Здесь начинается виртуозная игра его понятий, а его политика, да и сам универсум, становятся для него зеркалом, в котором он желает видеть все новые и новые подтверждения своим добродетелям. Было бы поучительно понаблюдать за неустанной работой его напильника, стачивающего твердую и неприкосновенную чеканку слова до тех пор, пока не проявится общеобязательная мораль, — когда в захвате колонии он усматривает ее мирное заселение, в отложении провинции — право народа на самоопределение, а в ограблении побежденного — возмещение издержек. Однако достаточно знать его метод, чтобы догадаться, что становление этого словаря шло рука об руку с уравнением государства и общества.

Всякий, кто понял это, различит также и большую опасность, состоящую в сильном ущемлении притязаний рабочего и кроющуюся в том факте, что в качестве высшей цели для наступления ему было предложено общество. Решительные приказы о наступлении еще обнаруживают все признаки эпохи, в которую, впрочем, само собой разумелось, что пробуждающаяся власть должна осознавать себя как сословие, равно как и то, что захват власти должен характеризоваться как изменение общественного договора.

Теперь необходимо обратить внимание на то, что это общество не есть некая форма сама по себе, а лишь одна из основных форм бюргерского представления, Это явствует из того факта, что в бюргерской политике нет таких величин, которые понимались бы вне общества.

Общество — это совокупное население земного шара, являющееся пониманию как идеальный образ человечества, расщепление которого на государства, нации или расы зиждется, в сущности, не на чем ином, как на мыслительной ошибке. Однако с течением времени эта ошибка корректируется заключением договоров, просвещением, смягчением нравов или просто прогрессом в средствах сообщения. Общество — это государство, сущность которого стирается в той степени, в какой общество подгоняет его под свои мерки. Этот натиск обусловлен бюргерским поймем свободы, нацеленным на превращение всех связующих отношений ответственности в договорит отношения, которые можно расторгнуть.

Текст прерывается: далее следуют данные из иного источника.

//! Classbind Compiler
//!
//! Symbol resolution and binding for a class-based front end: builds the
//! class graph from declarations, answers name lookups against it, picks
//! overloads and binds attributes.
//!
//! ## Architecture
//!
//! - **Pass 1 (Declare)**: declare every namespace and type name
//! - **Pass 2 (Gather)**: resolve base types, bases before derived types
//! - **Pass 3 (Members)**: create members and check hiding and overriding
//! - **Pass 4 (Attributes)**: bind attribute sections to program items
//!
//! Lookup and overload resolution run on demand against the finished graph.
//!
//! ## Modules
//!
//! - [`attributes`]: attribute binding and the blob codec
//! - [`collaborators`]: type resolver, constant evaluator, applicability and metadata sink
//! - [`context`]: compilation context, options and resolution context
//! - [`conversion`]: implicit conversions used by applicability checks
//! - [`corlib`]: core library prelude
//! - [`lookup`]: member lookup, trimming and name resolution
//! - [`overload`]: method groups and overload resolution
//! - [`passes`]: declaration, gather and member passes

pub mod attributes;
pub mod collaborators;
pub mod context;
pub mod conversion;
pub mod corlib;
pub mod lookup;
pub mod overload;
pub mod passes;

pub use attributes::{AttributeOutput, AttributePass, AttributeSite, Declaration, apply_attributes};
pub use collaborators::{
    Applicability, ApplicableForm, Argument, Better, ConstantEvaluator, MetadataLog,
    MetadataRecord, MetadataSink, TypeResolver, TypedConstant,
};
pub use context::{CompilationContext, CompilerOptions, ResolutionContext, WellKnown};
pub use conversion::{Conversion, ConversionKind, find_implicit_conversion};
pub use corlib::CoreTypes;
pub use lookup::{
    LookupItem, LookupTarget, SemanticValue, resolve_constructor, resolve_indexers,
    resolve_member_name, resolve_simple_name, try_resolve_constructor, try_resolve_member_name,
    try_resolve_simple_name,
};
pub use overload::{MethodGroup, resolve_overload};
pub use passes::{
    DeclarationOutput, DeclarePass, DeclaredType, DeclaredUnit, GatherOutput, GatherPass,
    MemberOutput, MemberPass,
};

// Re-export the error types from core for convenience
pub use classbind_core::{CompilationError, CompilationWarning, FatalError};

use classbind_ast::CompilationUnit;
use tracing::info;

/// Declare every type of `units` and build the class graph. The returned
/// types are ordered so that no type precedes its bases.
pub fn gather_types<'ast>(
    ctx: &mut CompilationContext,
    units: &'ast [CompilationUnit],
) -> Result<(DeclarationOutput<'ast>, GatherOutput<'ast>), FatalError> {
    let declared = DeclarePass::new(ctx).run(units);
    let gathered = GatherPass::new(ctx, &declared.types).run()?;
    Ok((declared, gathered))
}

/// Create the members of gathered types.
pub fn build_members<'ast>(
    ctx: &mut CompilationContext,
    gathered: &GatherOutput<'ast>,
) -> Result<MemberOutput<'ast>, FatalError> {
    MemberPass::new(ctx, &gathered.types).run()
}

/// Summary of a full run.
#[derive(Debug)]
pub struct CompilationOutput<'ast> {
    pub core: CoreTypes,
    /// Gathered types, bases first.
    pub types: Vec<DeclaredType<'ast>>,
    pub members: usize,
    pub attributes: AttributeOutput,
}

/// Run every pass over `units`: install the core library, gather types,
/// build members and bind attributes.
///
/// Declaration errors are left in `ctx`'s diagnostics. Only a metadata
/// sink failure stops the run.
#[tracing::instrument(level = "debug", skip_all, fields(units = units.len()))]
pub fn compile<'ast>(
    ctx: &mut CompilationContext,
    units: &'ast [CompilationUnit],
) -> Result<CompilationOutput<'ast>, FatalError> {
    let core = corlib::install(ctx)?;
    let (declared, gathered) = gather_types(ctx, units)?;
    let members = build_members(ctx, &gathered)?;
    let attributes = AttributePass::new(ctx, &members.sites, &declared.units).run()?;

    info!(
        types = gathered.types.len(),
        members = members.members,
        attributes = attributes.attached,
        errors = ctx.diagnostics().error_count(),
        warnings = ctx.diagnostics().warning_count(),
        "compilation complete"
    );
    Ok(CompilationOutput {
        core,
        types: gathered.types,
        members: members.members,
        attributes,
    })
}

В самом тесном отношении с обществом находится, в конечном счете, единичный человек, эта чарующая и абстрактная фигура, драгоценнейшее открытие бюргерской чувствительности и в то же время неисчерпаемый предмет ее художественного воображения. Если человечество составляет космос этого представления, то человек — его атом. Практически, правда, единичный человек видит свою противоположность не в человечестве, а в массе — своем точном зеркальном отражении в этом крайне странном, воображаемом мире. Ибо масса и единичный человек суть одно, и это единство порождает ошеломляющую двойственность образа, служившего зрелищем на протяжении века: образа самой пестрой, самой запутанной анархии - в сочетании с трезво регламентированным демократическим распорядком.

Однако признаком новых времен является и то, что с их наступлением бюргерское общество оказывается приговорено к смерти, независимо от того, представлено ли его понятие свободы в массе или в индивиде Первый шаг состоит в том, чтобы перестать мыслить и чувствовать в рамках этих форм, а второй — чтобы перестать действовать в них.

Это означает не что иное, как наступление на все то, что делает жизнь ценной для бюргера. И потому вопрос жизни и смерти для него заключается в том, чтобы рабочий осознал себя как будущую опору общества. Ибо если только этим пополнится перечень догм, основная форма бюргерского созерцания будет спасена, а вместе с тем будет обеспечена и прекраснейшая возможность для его господства.

Так что не может быть ничего удивительного в том, что во всех предписаниях, которые бюргерский дух адресовал рабочему с высоты своих кафедр и мансард, присутствует общество, причем не в своих проявлениях, а, что более действенно, в своих принципах. Общество обновляется в ходе мнимых нападок на самое себя; его неопределенный характер или, скорее, его бесхарактерность позволяет ему вбирать в себя даже самое острое свое самоотрицание. Средства для этого двояки: оно либо относит отрицание к своему индивидуально-анархическому полюсу и включает его в свой состав, подчиняя своему понятию свободы; либо вбирает его в себя на будто бы противоположном полюсе, где располагается масса, и посредством расчетов и согласований, посредством переговоров или разговоров превращает его в демократический акт.

Свойственный ему женский образ мыслей сказывается в том, что всякую противоположность оно стремится не отторгнуть, а вобрать в себя. Где бы ни встретилось ему то или иное притязание, заявляющее о своей решимости, оно идет на утонченный подкуп, объявляя его очередным выражением своего понятия свободы и таким образом придавая ему легитимность перед судом своего основного закона, то есть обезвреживая его.

Это придало слову «радикальный» его невыносимый бюргерский привкус, и, кстати говоря, благодаря тому же сам по себе радикализм становится прибыльным занятием, которое доставляло единственное пропитание одному поколению политиков, одному поколению художников за другим. Последнюю свою лазейку глупость, наглость и безнадежная заурядность находят в том, что расставляют сети на простаков, украшая себя павлиньими перьями радикального и только радикального умонастроения.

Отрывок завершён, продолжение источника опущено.